Records to use below:
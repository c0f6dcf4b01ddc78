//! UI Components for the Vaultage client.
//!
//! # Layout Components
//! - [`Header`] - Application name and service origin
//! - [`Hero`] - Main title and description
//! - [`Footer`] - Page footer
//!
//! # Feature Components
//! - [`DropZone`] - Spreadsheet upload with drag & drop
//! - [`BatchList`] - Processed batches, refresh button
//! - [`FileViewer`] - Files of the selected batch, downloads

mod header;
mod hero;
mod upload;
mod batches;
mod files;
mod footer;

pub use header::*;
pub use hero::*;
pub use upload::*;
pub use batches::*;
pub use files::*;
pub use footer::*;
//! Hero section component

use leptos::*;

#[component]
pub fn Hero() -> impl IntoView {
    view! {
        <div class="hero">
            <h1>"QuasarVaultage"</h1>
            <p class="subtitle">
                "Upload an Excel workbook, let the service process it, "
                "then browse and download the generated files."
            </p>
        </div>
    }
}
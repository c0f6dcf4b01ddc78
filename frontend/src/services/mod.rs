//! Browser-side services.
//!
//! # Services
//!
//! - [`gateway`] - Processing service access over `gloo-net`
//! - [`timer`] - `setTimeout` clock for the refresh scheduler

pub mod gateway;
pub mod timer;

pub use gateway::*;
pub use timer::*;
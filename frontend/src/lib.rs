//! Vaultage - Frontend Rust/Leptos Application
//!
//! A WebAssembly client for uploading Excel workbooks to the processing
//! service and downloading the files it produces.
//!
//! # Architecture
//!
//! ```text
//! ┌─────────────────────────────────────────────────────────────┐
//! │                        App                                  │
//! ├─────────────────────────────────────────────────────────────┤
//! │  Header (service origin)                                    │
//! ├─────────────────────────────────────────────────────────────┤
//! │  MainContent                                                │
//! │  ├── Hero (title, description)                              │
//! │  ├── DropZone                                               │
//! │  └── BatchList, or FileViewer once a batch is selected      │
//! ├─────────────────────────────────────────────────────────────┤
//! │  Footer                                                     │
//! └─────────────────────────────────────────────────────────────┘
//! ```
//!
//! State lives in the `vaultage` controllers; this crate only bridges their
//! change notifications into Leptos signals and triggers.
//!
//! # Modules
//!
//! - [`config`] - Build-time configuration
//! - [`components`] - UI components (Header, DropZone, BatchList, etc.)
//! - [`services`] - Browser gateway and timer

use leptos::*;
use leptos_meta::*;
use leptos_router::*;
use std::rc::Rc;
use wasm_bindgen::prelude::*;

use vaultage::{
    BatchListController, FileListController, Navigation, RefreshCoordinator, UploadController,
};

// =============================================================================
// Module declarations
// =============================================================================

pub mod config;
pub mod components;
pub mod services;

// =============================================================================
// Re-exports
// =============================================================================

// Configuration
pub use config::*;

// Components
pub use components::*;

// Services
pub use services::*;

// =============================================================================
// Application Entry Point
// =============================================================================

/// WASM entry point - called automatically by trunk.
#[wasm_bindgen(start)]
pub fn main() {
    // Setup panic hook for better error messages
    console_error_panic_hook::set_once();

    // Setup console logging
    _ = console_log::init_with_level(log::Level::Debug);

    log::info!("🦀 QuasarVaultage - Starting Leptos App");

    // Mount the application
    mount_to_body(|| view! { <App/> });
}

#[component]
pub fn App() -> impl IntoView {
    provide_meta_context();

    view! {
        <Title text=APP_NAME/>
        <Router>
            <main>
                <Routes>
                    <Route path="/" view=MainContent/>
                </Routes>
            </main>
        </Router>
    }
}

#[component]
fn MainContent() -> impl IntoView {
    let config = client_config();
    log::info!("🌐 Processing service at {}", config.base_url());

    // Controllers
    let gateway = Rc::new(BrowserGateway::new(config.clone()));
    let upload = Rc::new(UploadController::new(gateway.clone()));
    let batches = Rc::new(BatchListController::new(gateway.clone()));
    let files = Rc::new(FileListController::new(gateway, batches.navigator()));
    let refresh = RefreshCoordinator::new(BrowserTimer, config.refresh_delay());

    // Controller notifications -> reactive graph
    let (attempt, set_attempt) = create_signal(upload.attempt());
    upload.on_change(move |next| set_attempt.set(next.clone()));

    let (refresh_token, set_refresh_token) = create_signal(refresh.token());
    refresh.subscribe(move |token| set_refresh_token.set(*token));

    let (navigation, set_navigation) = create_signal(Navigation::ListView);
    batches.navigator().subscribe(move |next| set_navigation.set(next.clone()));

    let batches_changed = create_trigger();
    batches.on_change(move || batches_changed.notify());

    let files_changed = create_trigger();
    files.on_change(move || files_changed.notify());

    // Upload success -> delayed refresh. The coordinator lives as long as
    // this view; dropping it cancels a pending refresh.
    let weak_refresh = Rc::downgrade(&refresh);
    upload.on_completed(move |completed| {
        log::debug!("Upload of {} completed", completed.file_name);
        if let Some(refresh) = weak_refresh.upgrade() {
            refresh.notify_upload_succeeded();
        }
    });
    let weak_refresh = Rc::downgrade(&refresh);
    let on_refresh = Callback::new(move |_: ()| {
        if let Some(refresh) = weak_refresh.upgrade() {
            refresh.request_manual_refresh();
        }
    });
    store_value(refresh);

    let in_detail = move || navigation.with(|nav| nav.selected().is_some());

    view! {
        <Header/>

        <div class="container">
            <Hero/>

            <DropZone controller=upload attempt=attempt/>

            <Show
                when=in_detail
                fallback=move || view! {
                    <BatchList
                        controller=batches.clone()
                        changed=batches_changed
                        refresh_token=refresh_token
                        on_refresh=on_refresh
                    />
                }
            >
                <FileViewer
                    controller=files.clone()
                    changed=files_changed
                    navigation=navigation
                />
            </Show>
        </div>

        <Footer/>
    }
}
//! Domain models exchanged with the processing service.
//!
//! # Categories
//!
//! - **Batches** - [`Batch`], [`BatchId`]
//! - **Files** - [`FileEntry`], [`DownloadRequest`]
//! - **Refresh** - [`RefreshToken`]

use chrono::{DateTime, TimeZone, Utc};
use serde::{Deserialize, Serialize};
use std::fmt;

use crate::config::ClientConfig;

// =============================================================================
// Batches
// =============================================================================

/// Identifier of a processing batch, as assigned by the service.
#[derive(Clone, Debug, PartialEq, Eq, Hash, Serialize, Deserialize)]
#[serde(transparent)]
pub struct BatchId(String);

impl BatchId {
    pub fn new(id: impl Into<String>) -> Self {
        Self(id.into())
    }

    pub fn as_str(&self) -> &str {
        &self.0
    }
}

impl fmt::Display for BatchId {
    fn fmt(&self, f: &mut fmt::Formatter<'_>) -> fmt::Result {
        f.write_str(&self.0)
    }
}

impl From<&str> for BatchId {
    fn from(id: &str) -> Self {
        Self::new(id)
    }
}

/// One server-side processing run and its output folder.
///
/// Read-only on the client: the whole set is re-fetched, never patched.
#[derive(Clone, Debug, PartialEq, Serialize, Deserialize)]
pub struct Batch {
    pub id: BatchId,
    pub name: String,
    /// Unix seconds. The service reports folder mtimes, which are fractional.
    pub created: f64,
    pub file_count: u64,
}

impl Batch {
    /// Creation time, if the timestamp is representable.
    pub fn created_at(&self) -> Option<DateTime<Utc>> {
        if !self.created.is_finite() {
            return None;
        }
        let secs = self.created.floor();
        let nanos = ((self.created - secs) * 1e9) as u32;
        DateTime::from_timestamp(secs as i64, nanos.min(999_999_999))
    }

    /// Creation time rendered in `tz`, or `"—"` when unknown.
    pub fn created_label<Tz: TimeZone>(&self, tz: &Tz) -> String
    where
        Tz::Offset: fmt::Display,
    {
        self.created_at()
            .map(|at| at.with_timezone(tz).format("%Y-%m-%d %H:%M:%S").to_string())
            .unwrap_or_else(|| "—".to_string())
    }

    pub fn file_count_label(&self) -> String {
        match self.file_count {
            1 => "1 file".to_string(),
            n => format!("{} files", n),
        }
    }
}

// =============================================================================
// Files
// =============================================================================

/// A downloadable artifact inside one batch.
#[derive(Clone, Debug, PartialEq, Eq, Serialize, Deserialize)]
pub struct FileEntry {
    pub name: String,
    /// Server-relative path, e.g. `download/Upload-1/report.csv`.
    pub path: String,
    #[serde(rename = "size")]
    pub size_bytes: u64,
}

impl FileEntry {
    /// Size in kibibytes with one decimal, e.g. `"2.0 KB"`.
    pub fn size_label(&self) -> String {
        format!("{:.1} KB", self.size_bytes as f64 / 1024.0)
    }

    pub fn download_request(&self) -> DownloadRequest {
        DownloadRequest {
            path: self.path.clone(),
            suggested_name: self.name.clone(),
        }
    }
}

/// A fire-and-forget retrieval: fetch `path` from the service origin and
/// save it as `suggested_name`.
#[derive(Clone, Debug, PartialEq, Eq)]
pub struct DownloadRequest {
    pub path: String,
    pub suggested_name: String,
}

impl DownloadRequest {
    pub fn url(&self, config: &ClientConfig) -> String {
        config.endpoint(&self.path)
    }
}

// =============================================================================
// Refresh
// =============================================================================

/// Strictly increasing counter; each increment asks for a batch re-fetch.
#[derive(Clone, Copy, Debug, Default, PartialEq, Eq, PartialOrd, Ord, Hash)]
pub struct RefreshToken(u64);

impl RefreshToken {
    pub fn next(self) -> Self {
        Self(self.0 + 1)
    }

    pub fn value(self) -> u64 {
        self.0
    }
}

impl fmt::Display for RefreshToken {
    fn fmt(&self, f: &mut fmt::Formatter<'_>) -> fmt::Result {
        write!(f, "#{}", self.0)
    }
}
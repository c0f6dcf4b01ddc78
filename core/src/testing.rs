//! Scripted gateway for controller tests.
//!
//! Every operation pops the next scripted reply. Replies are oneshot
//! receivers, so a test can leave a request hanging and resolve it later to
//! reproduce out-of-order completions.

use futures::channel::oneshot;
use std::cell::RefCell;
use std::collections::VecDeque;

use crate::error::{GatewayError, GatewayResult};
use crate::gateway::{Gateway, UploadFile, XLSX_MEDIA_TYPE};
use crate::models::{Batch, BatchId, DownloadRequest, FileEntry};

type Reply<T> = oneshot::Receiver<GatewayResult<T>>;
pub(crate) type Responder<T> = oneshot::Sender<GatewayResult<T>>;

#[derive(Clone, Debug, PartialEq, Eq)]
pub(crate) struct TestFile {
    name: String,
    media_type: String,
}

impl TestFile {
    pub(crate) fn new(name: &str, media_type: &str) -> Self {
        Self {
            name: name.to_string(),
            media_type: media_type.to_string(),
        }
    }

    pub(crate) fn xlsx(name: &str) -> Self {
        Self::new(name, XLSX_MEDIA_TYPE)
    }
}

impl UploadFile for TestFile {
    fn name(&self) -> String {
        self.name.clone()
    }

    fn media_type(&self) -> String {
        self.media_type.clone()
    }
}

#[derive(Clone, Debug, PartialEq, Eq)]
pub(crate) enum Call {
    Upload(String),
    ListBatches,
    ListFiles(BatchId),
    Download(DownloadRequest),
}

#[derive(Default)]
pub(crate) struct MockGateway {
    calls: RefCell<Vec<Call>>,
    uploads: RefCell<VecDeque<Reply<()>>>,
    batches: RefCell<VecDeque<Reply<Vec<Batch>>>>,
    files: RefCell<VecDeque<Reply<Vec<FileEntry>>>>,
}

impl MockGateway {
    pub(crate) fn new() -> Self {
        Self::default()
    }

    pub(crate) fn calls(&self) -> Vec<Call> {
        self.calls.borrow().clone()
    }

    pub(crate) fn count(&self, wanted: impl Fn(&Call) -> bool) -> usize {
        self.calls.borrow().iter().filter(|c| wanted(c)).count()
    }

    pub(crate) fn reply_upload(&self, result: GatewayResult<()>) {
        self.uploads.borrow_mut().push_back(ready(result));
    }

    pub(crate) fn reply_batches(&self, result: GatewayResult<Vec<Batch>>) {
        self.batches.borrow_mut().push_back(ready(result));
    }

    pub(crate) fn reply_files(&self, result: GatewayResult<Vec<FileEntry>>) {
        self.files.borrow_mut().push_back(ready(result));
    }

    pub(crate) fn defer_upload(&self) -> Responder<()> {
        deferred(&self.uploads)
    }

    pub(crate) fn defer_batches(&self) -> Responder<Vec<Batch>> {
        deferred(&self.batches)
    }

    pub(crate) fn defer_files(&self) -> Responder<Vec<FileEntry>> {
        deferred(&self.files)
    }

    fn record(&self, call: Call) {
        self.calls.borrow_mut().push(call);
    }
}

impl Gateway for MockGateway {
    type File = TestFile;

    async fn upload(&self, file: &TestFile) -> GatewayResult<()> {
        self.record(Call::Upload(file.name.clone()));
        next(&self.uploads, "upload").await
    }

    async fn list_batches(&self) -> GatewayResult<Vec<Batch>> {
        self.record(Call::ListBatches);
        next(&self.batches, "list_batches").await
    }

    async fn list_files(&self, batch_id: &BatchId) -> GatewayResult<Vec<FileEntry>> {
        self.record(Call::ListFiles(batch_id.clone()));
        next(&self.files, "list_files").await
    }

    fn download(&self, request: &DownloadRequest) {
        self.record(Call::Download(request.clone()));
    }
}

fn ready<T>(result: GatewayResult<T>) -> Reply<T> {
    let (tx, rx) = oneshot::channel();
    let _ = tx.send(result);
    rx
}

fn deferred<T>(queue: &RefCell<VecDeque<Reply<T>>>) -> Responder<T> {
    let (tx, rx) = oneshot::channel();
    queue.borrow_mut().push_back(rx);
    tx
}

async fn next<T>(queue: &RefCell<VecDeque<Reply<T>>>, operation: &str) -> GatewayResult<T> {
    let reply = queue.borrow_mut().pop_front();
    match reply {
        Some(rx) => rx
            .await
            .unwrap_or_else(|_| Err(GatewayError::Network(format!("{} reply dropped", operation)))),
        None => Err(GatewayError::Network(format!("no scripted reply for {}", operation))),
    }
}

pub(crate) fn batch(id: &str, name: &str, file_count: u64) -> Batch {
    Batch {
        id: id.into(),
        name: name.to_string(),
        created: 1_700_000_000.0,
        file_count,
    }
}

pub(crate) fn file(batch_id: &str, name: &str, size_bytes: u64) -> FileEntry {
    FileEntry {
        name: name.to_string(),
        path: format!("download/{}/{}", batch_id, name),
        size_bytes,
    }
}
End of Records to use.
§ **Exercise brief**: If a line of the entries above includes the word "notifications", count it; then state the total and nothing else.

§ **Answer to the problem**: 2